Proposed Assessment Rate Adjustment Guidelines for Large and Highly Complex Institutions
(FIL-20-2011, April 12, 2011, Federal Register, Vol. 76, No. 73, p. 21256, April 15, 2011)
The FDIC Board issued proposed guidelines describing the process the FDIC would follow to determine whether to make an adjustment to the score used to calculate the assessment rate for a large or highly complex institution, determine the size of any adjustment, and notify an institution of an adjustment. Comments were due by May 31, 2011.
Joint Proposed Rule on Risk Retention Proposal
(PR-62-2011, March 31, 2011)
The banking agencies, the U.S. Department of Housing and Urban Development, the Federal Housing Finance Agency, and the U.S. Securities and Exchange Commission issued a joint proposed rule that would provide options for meeting the risk-retention requirements of the Dodd-Frank Wall Street Reform and Consumer Protection Act. The options include retention of risk by holding at least 5 percent of each class of asset-backed securities (ABS) issued in a securitization transaction (also known as vertical retention); retention of a first-loss residual interest in an amount equal to at least 5 percent of the par value of all ABS interests issued in a securitization transaction (horizontal retention); an equally divided combination of vertical and horizontal retention; retention of a representative sample of the assets designated for securitization in an amount equal to at least 5 percent of the unpaid principal balance of all the designated assets; and for commercial mortgage-backed securities, retention of at least a 5 percent first-loss residual interest by a third party that specifically negotiates for the interest, if certain requirements are met. Comments were due by June 10, 2011.

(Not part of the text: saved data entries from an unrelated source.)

/// Restore every backup in reverse application order.
///
/// Returns the original failure unchanged when restoration succeeds, and
/// wraps it in [`CommitError::RollbackFailed`] when any file could not be
/// put back. The original error is never masked by rollback noise.
fn rollback(backups: Vec<Backup>, original: CommitError) -> CommitError {
    error!(%original, "commit failed, restoring {} backup(s)", backups.len());

    let mut dirty_paths: Vec<PathBuf> = Vec::new();
    for backup in backups.into_iter().rev() {
        let restored = match &backup.saved_copy {
            Some(copy) => restore_copy(copy, &backup.target),
            // The target did not exist before this transaction; undoing the
            // create means deleting it.
            None => {
                if backup.target.exists() {
                    fs::remove_file(&backup.target)
                } else {
                    Ok(())
                }
            }
        };
        if let Err(io_err) = restored {
            error!(
                path = %backup.target.display(),
                %io_err,
                "rollback could not restore file"
            );
            dirty_paths.push(backup.target);
        }
    }

    if dirty_paths.is_empty() {
        info!("rollback complete, working tree restored");
        original
    } else {
        CommitError::RollbackFailed {
            original: Box::new(original),
            dirty_paths,
        }
    }
}

/// Move the saved copy back over the target, falling back to copy+remove
/// when a direct rename is not possible.
fn restore_copy(copy: &Path, target: &Path) -> std::io::Result<()> {
    if fs::rename(copy, target).is_ok() {
        return Ok(());
    }
    fs::copy(copy, target)?;
    fs::remove_file(copy)
}

#[cfg(test)]
mod tests {
    use super::*;
    use tempfile::tempdir;

    fn write_change(base: &Path, rel: &str, lines: &[&str]) -> PendingChange {
        PendingChange {
            path: base.join(rel),
            rel_path: PathBuf::from(rel),
            action: Action::Write(lines.iter().map(|l| l.to_string()).collect()),
        }
    }

    fn delete_change(base: &Path, rel: &str) -> PendingChange {
        PendingChange {
            path: base.join(rel),
            rel_path: PathBuf::from(rel),
            action: Action::Delete,
        }
    }

    struct AlwaysFail;
    impl Validator for AlwaysFail {
        fn validate(&self, _workspace: &Path) -> std::io::Result<ValidationOutcome> {
            Ok(ValidationOutcome::Failed {
                status: 1,
                stdout: "tests are broken".to_string(),
                stderr: String::new(),
            })
        }
    }

    struct AlwaysPass;
    impl Validator for AlwaysPass {
        fn validate(&self, _workspace: &Path) -> std::io::Result<ValidationOutcome> {
            Ok(ValidationOutcome::Passed)
        }
    }

    #[test]
    fn test_commit_writes_and_keeps_backup() {
        let dir = tempdir().unwrap();
        fs::write(dir.path().join("f.py"), "old\n").unwrap();

        let plan = vec![write_change(dir.path(), "f.py", &["new"])];
        let report = TransactionManager::commit(&plan, dir.path(), None).unwrap();

        assert_eq!(fs::read_to_string(dir.path().join("f.py")).unwrap(), "new\n");
        assert_eq!(report.written, vec![PathBuf::from("f.py")]);
        assert!(!report.validated);

        // Audit trail stays on disk after success.
        let backup = dir.path().join(".seam/backups/f.py.bak");
        assert_eq!(fs::read_to_string(backup).unwrap(), "old\n");
    }

    #[test]
    fn test_commit_delete() {
        let dir = tempdir().unwrap();
        fs::write(dir.path().join("gone.txt"), "bye\n").unwrap();

        let plan = vec![delete_change(dir.path(), "gone.txt")];
        let report = TransactionManager::commit(&plan, dir.path(), None).unwrap();

        assert!(!dir.path().join("gone.txt").exists());
        assert_eq!(report.deleted, vec![PathBuf::from("gone.txt")]);
        assert!(dir.path().join(".seam/backups/gone.txt.bak").exists());
    }

    #[test]
    fn test_backups_mirror_directories_no_basename_collision() {
        let dir = tempdir().unwrap();
        fs::create_dir_all(dir.path().join("a")).unwrap();
        fs::create_dir_all(dir.path().join("b")).unwrap();
        fs::write(dir.path().join("a/same.txt"), "from a\n").unwrap();
        fs::write(dir.path().join("b/same.txt"), "from b\n").unwrap();

        let plan = vec![
            write_change(dir.path(), "a/same.txt", &["A"]),
            write_change(dir.path(), "b/same.txt", &["B"]),
        ];
        TransactionManager::commit(&plan, dir.path(), None).unwrap();

        assert_eq!(
            fs::read_to_string(dir.path().join(".seam/backups/a/same.txt.bak")).unwrap(),
            "from a\n"
        );
        assert_eq!(
            fs::read_to_string(dir.path().join(".seam/backups/b/same.txt.bak")).unwrap(),
            "from b\n"
        );
    }

    #[test]
    fn test_failed_validation_rolls_back_everything() {
        let dir = tempdir().unwrap();
        fs::write(dir.path().join("keep.txt"), "original\n").unwrap();

        let plan = vec![
            write_change(dir.path(), "keep.txt", &["mutated"]),
            write_change(dir.path(), "brand_new.txt", &["created"]),
        ];
        let err = TransactionManager::commit(&plan, dir.path(), Some(&AlwaysFail)).unwrap_err();

        assert!(matches!(err, CommitError::ValidationFailed { status: 1, .. }));
        assert_eq!(
            fs::read_to_string(dir.path().join("keep.txt")).unwrap(),
            "original\n"
        );
        // The created file is gone again.
        assert!(!dir.path().join("brand_new.txt").exists());
    }

    #[test]
    fn test_duplicate_targets_roll_back_without_escalating() {
        // Two plan entries for the same file share one backup; rollback
        // must restore the file once instead of failing on the second,
        // already-consumed copy.
        let dir = tempdir().unwrap();
        fs::write(dir.path().join("f.txt"), "original\n").unwrap();

        let plan = vec![
            write_change(dir.path(), "f.txt", &["first pass"]),
            write_change(dir.path(), "f.txt", &["second pass"]),
        ];
        let err = TransactionManager::commit(&plan, dir.path(), Some(&AlwaysFail)).unwrap_err();

        assert!(matches!(err, CommitError::ValidationFailed { .. }));
        assert_eq!(
            fs::read_to_string(dir.path().join("f.txt")).unwrap(),
            "original\n"
        );
    }

    #[test]
    fn test_validation_failure_carries_output() {
        let dir = tempdir().unwrap();
        fs::write(dir.path().join("f.txt"), "x\n").unwrap();

        let plan = vec![write_change(dir.path(), "f.txt", &["y"])];
        let err = TransactionManager::commit(&plan, dir.path(), Some(&AlwaysFail)).unwrap_err();

        match err {
            CommitError::ValidationFailed { stdout, .. } => {
                assert!(stdout.contains("tests are broken"));
            }
            other => panic!("expected ValidationFailed, got {:?}", other),
        }
    }

    #[test]
    fn test_passing_validation_commits() {
        let dir = tempdir().unwrap();
        fs::write(dir.path().join("f.txt"), "x\n").unwrap();

        let plan = vec![write_change(dir.path(), "f.txt", &["y"])];
        let report = TransactionManager::commit(&plan, dir.path(), Some(&AlwaysPass)).unwrap();

        assert!(report.validated);
        assert_eq!(fs::read_to_string(dir.path().join("f.txt")).unwrap(), "y\n");
    }

    #[test]
    fn test_validation_timeout_rolls_back() {
        struct TimesOut;
        impl Validator for TimesOut {
            fn validate(&self, _workspace: &Path) -> std::io::Result<ValidationOutcome> {
                Ok(ValidationOutcome::TimedOut {
                    timeout: std::time::Duration::from_secs(1),
                })
            }
        }

        let dir = tempdir().unwrap();
        fs::write(dir.path().join("f.txt"), "x\n").unwrap();

        let plan = vec![write_change(dir.path(), "f.txt", &["y"])];
        let err = TransactionManager::commit(&plan, dir.path(), Some(&TimesOut)).unwrap_err();

        assert!(matches!(err, CommitError::ValidationTimeout { .. }));
        assert_eq!(fs::read_to_string(dir.path().join("f.txt")).unwrap(), "x\n");
    }

    #[test]
    fn test_write_into_new_subdirectory() {
        let dir = tempdir().unwrap();
        let plan = vec![write_change(dir.path(), "deep/nested/new.txt", &["hi"])];
        TransactionManager::commit(&plan, dir.path(), None).unwrap();
        assert_eq!(
            fs::read_to_string(dir.path().join("deep/nested/new.txt")).unwrap(),
            "hi\n"
        );
    }

    #[test]
    fn test_empty_plan_commits_trivially() {
        let dir = tempdir().unwrap();
        let report = TransactionManager::commit(&[], dir.path(), None).unwrap();
        assert!(report.written.is_empty());
        assert!(report.deleted.is_empty());
    }
}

Joint Proposed Rule on Incentive Compensation
(PR-61-2011, March 30, 2011, Federal Register, Vol. 76, No. 72, p. 21170, April 14, 2011)
The federal financial institution regulatory agencies, the Federal Housing Finance Agency, and the U.S. Securities and Exchange Commission issued a proposed rule to implement Section 956 of the Dodd-Frank Wall Street Reform and Consumer Protection Act. The proposed rule would require compensation practices at regulated financial institutions to be consistent with three key principles. Incentive compensation arrangements should appropriately balance risk and financial rewards, be compatible with effective controls and risk management, and be supported by strong corporate governance. Comments were due by May 31, 2011.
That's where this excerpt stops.